My head hung in shame as I took the brunt of her anger once again. I had no right to speak up against anything she said, it was my fault any of this had happened in the first place. She wasn’t wrong about anything… except one detail. “--ona…” The words barely eked out of me but hadn’t quite amassed the power needed to be audible.

 

“What was that? I don’t think I heard you, oh great creator!”

 

Steeling myself, I looked Ralee in the eyes. “My name isn’t Rob… it’s Leona.”

 

My fear of finally saying it out loud, of being rejected or denied, was only matched by Ralee’s confusion. Before either of us could say a word more we were interrupted by a condescendingly slow clap from the shadows.

 

***

 

My eyes were drawn to a familiar yet bizarre figure I could see in the sliding glass of the window. The person who was climbing outside… It looked a lot like me, but he was definitely different in a few ways. First and foremost, he was much more masculine than I was at the time. It was like looking in a funhouse mirror, only those mirrors didn’t typically change the clothes you were wearing. Immediately forgetting my own self-destructive impulses, all I wanted to do was stop him from jumping. I backed off the ledge and he did the same. We stared at each other for a few moments, both equally confused and afraid. This phenomenon was lasting so long, I was almost convinced he was real. Then I blinked, and he was gone. All I saw in the window was myself dumbly staring back as if I’d expected something more.

 

Of course he hadn’t been real… but it didn’t matter. “Leon,” The first time I said the word, it felt right. It was sweet as an apple and went down as smooth as aged whiskey. All I had done was drop the ‘A’ from my own name, but the difference was stark and wonderful. He was Leon, and he would be an avatar for all of my fantasies. He would get to live a nice, peaceful, normal life. Maybe he would work in a restaurant and get to have snappy interactions with customers all the time. Maybe he would drive a shitty car around town like I did while constantly trying to make it as a writer. All I knew for certain was that Leon wasn’t going to be sick like me, and he was going to have the best life I could possibly give him. Inspiration flooded my senses as I quickly closed up the window and opened my computer for the first time in weeks.

 

That was the day I wrote the first chapter of Leon’s Life, a story I thought was safely contained to the realm of fiction. It also marked the first day of my symptoms subsiding for reasons that baffled myself and the doctors. The very next semester I was back in class with a new major in engineering… and within a month, I’d meet Ralee.

 

***

“Holy shit, you finally got it, huh?” Taking my light off of Ralee, I followed the new voice to a tattered love seat in the corner occupied by a familiar sight. “Took you long enough, thought you’d need to be spoon-fed there for a bit.” Clad in ripped jeans and a grey tank top was Leona… the Leona I’d seen in the window all those years ago.

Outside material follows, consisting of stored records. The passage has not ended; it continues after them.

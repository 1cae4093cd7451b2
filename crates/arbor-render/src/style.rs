#![forbid(unsafe_code)]

//! Visual styling and transition timing.

use std::fmt;
use std::time::Duration;

use arbor_core::animation::{EasingFn, ease_in_out_cubic};
use arbor_core::event::Modifiers;

use crate::path::LinkShape;

/// Opaque RGB color.
#[derive(Debug, Clone, Copy, PartialEq, Eq, Hash)]
pub struct Rgb {
    pub r: u8,
    pub g: u8,
    pub b: u8,
}

impl Rgb {
    pub const WHITE: Self = Self::new(0xff, 0xff, 0xff);
    pub const DARK_GREY: Self = Self::new(0x55, 0x55, 0x55);
    pub const LIGHT_GREY: Self = Self::new(0x99, 0x99, 0x99);

    /// Create a color from components.
    #[must_use]
    pub const fn new(r: u8, g: u8, b: u8) -> Self {
        Self { r, g, b }
    }
}

impl fmt::Display for Rgb {
    fn fmt(&self, f: &mut fmt::Formatter<'_>) -> fmt::Result {
        write!(f, "#{:02x}{:02x}{:02x}", self.r, self.g, self.b)
    }
}

/// Node glyph shape.
#[derive(Debug, Clone, Copy, PartialEq)]
pub enum GlyphShape {
    /// Dot centred on the node position.
    Circle { radius: f64 },
    /// Rectangle starting at the node position and extending right, centred
    /// vertically on the row.
    Box { width: f64, height: f64 },
}

impl Default for GlyphShape {
    fn default() -> Self {
        Self::Circle { radius: 2.5 }
    }
}

/// Everything about how the scene looks, none of it about where things are.
#[derive(Debug, Clone, PartialEq)]
pub struct RenderStyle {
    pub link_shape: LinkShape,
    pub glyph: GlyphShape,
    /// Fill for nodes that have children (shown or hidden).
    pub expandable_fill: Rgb,
    /// Fill for leaves.
    pub leaf_fill: Rgb,
    pub link_stroke: Rgb,
    pub link_opacity: f64,
    pub link_width: f64,
    /// Horizontal gap between the glyph centre and the label.
    pub label_offset: f64,
    pub halo_color: Rgb,
    pub halo_width: f64,
    /// Invisible stroke around the glyph that still catches the pointer.
    pub hit_stroke_width: f64,
    pub font_size: f64,
}

impl Default for RenderStyle {
    fn default() -> Self {
        Self {
            link_shape: LinkShape::default(),
            glyph: GlyphShape::default(),
            expandable_fill: Rgb::DARK_GREY,
            leaf_fill: Rgb::LIGHT_GREY,
            link_stroke: Rgb::DARK_GREY,
            link_opacity: 0.4,
            link_width: 1.5,
            label_offset: 6.0,
            halo_color: Rgb::WHITE,
            halo_width: 3.0,
            hit_stroke_width: 10.0,
            font_size: 10.0,
        }
    }
}

impl RenderStyle {
    /// Boxed-label look: rectangular glyphs with links leaving the box's
    /// right edge.
    #[must_use]
    pub fn boxed(box_width: f64, box_height: f64) -> Self {
        Self {
            link_shape: LinkShape::Boxed { box_width },
            glyph: GlyphShape::Box {
                width: box_width,
                height: box_height,
            },
            ..Self::default()
        }
    }

    /// Set the link shape.
    #[must_use]
    pub fn with_link_shape(mut self, shape: LinkShape) -> Self {
        self.link_shape = shape;
        self
    }

    /// Set the glyph shape.
    #[must_use]
    pub fn with_glyph(mut self, glyph: GlyphShape) -> Self {
        self.glyph = glyph;
        self
    }
}

/// How long transitions take.
#[derive(Debug, Clone, Copy)]
pub struct TransitionTiming {
    pub fast: Duration,
    pub slow: Duration,
    /// Any of these keys held on the triggering interaction selects `slow`.
    pub slow_modifier: Modifiers,
    pub easing: EasingFn,
}

impl Default for TransitionTiming {
    fn default() -> Self {
        Self {
            fast: Duration::from_millis(250),
            slow: Duration::from_millis(2500),
            slow_modifier: Modifiers::ALT,
            easing: ease_in_out_cubic,
        }
    }
}

impl TransitionTiming {
    /// Duration for an interaction carrying `modifiers`.
    #[must_use]
    pub fn duration_for(&self, modifiers: Modifiers) -> Duration {
        if modifiers.intersects(self.slow_modifier) {
            self.slow
        } else {
            self.fast
        }
    }

    /// Set both durations.
    #[must_use]
    pub fn with_durations(mut self, fast: Duration, slow: Duration) -> Self {
        self.fast = fast;
        self.slow = slow;
        self
    }

    /// Set the easing curve.
    #[must_use]
    pub fn with_easing(mut self, easing: EasingFn) -> Self {
        self.easing = easing;
        self
    }
}
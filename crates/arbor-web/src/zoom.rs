#![forbid(unsafe_code)]

//! Pan/zoom controller.
//!
//! Owns the one affine [`Transform`] wrapping the whole scene. It reacts to
//! drags, wheel steps and pinch steps and to nothing else: layout and
//! reconciliation never touch it, and double-clicks are left alone so they
//! stay free for toggling.
//!
//! Positions arrive in surface pixels; the caller supplies the mapping into
//! the surface's user space (the space the transform lives in).
//!
//! # Drag and click
//!
//! A press starts a gesture. Any pointer travel beyond
//! [`ZoomConfig::click_distance`] turns it into a drag, and the click the host
//! reports after releasing a drag is swallowed so it does not toggle a node.

use arbor_core::event::{Event, Modifiers, PinchEvent, PointerEventKind, WheelEvent};
use arbor_core::geometry::{Point, Transform};

use crate::config::ZoomConfig;

#[derive(Debug, Clone, Copy, PartialEq)]
struct Drag {
    origin: Point,
    last: Point,
    moved: bool,
}

/// What the controller did with one event.
#[derive(Debug, Clone, Copy, PartialEq, Eq, Default)]
pub struct ZoomResponse {
    /// The transform changed.
    pub changed: bool,
    /// A click was swallowed because it ended a drag.
    pub suppressed_click: bool,
    /// The host should cancel its default handling (page scroll, text
    /// selection).
    pub prevent_default: bool,
}

/// Pan/zoom state machine.
#[derive(Debug, Clone)]
pub struct ZoomController {
    config: ZoomConfig,
    transform: Transform,
    drag: Option<Drag>,
    swallow_click: bool,
}

impl ZoomController {
    /// Create a controller at the identity transform.
    #[must_use]
    pub fn new(config: ZoomConfig) -> Self {
        Self {
            config,
            transform: Transform::IDENTITY,
            drag: None,
            swallow_click: false,
        }
    }

    /// Current transform.
    #[must_use]
    pub fn transform(&self) -> Transform {
        self.transform
    }

    /// Gesture tuning in use.
    #[must_use]
    pub fn config(&self) -> &ZoomConfig {
        &self.config
    }

    /// Whether a press is being tracked.
    #[must_use]
    pub fn is_dragging(&self) -> bool {
        self.drag.is_some()
    }

    /// Return to the identity transform. Returns whether anything changed.
    pub fn reset(&mut self) -> bool {
        self.drag = None;
        self.swallow_click = false;
        self.set(Transform::IDENTITY)
    }

    /// Feed one event. `to_user` maps surface pixels into user space.
    pub fn handle(&mut self, event: &Event, to_user: impl Fn(Point) -> Point) -> ZoomResponse {
        // Only the event right after a drag's release can be its click.
        let swallow = std::mem::take(&mut self.swallow_click);
        match event {
            Event::Pointer(pointer) => self.pointer(pointer.kind, to_user(pointer.position), swallow),
            Event::Wheel(wheel) => self.wheel(wheel, to_user(wheel.position)),
            Event::Pinch(pinch) => self.pinch(pinch, to_user),
        }
    }

    fn pointer(&mut self, kind: PointerEventKind, at: Point, swallow: bool) -> ZoomResponse {
        match kind {
            PointerEventKind::Down(_) => {
                self.drag = Some(Drag {
                    origin: at,
                    last: at,
                    moved: false,
                });
                ZoomResponse::default()
            }
            PointerEventKind::Move => {
                let Some(mut drag) = self.drag else {
                    return ZoomResponse::default();
                };
                if !drag.moved {
                    drag.moved = drag.origin.distance(at) > self.config.click_distance;
                }
                let next = self.transform.translate_by(at.x - drag.last.x, at.y - drag.last.y);
                drag.last = at;
                self.drag = Some(drag);
                ZoomResponse {
                    changed: self.set(next),
                    prevent_default: true,
                    ..ZoomResponse::default()
                }
            }
            PointerEventKind::Up(_) => {
                if let Some(drag) = self.drag.take() {
                    self.swallow_click = drag.moved;
                }
                ZoomResponse::default()
            }
            PointerEventKind::Click(_) => ZoomResponse {
                suppressed_click: swallow,
                prevent_default: swallow,
                ..ZoomResponse::default()
            },
            // Double-clicks are reserved for toggling.
            PointerEventKind::DoubleClick(_) | PointerEventKind::ContextMenu => ZoomResponse::default(),
        }
    }

    fn wheel(&mut self, wheel: &WheelEvent, at: Point) -> ZoomResponse {
        let mut exponent = -wheel.delta_y * self.config.wheel_factor(wheel.delta_mode);
        if wheel.modifiers.contains(Modifiers::CTRL) {
            exponent *= self.config.ctrl_multiplier;
        }
        let k = self.config.clamp_scale(self.transform.k * exponent.exp2());
        ZoomResponse {
            changed: k != self.transform.k && self.set(self.transform.scale_to_at(k, at)),
            prevent_default: true,
            ..ZoomResponse::default()
        }
    }

    fn pinch(&mut self, pinch: &PinchEvent, to_user: impl Fn(Point) -> Point) -> ZoomResponse {
        if !(pinch.scale.is_finite() && pinch.scale > 0.0) {
            return ZoomResponse::default();
        }
        // Keep the content under the previous midpoint under the current one.
        let previous = to_user(pinch.center.offset(-pinch.pan.x, -pinch.pan.y));
        let current = to_user(pinch.center);
        let content = self.transform.invert(previous);
        let k = self.config.clamp_scale(self.transform.k * pinch.scale);
        let next = Transform::new(k, current.x - content.x * k, current.y - content.y * k);
        ZoomResponse {
            changed: self.set(next),
            prevent_default: true,
            ..ZoomResponse::default()
        }
    }

    fn set(&mut self, next: Transform) -> bool {
        if next == self.transform || !(next.k.is_finite() && next.x.is_finite() && next.y.is_finite()) {
            return false;
        }
        self.transform = next;
        arbor_core::trace!(k = next.k, x = next.x, y = next.y, "zoom");
        true
    }
}

impl Default for ZoomController {
    fn default() -> Self {
        Self::new(ZoomConfig::default())
    }
}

Only, something was different. Their hair had been cut shorter and they had the faintest trace of stubble forming on their face. “Hey there, Ralee, good to see you again.” The person on the couch sent a half-hearted salute in Ralee’s direction but never took their eyes off of me. “I’m guessing at least a brief introduction is in order given the stunned silence. The name’s Leon, nice to finally meet you.”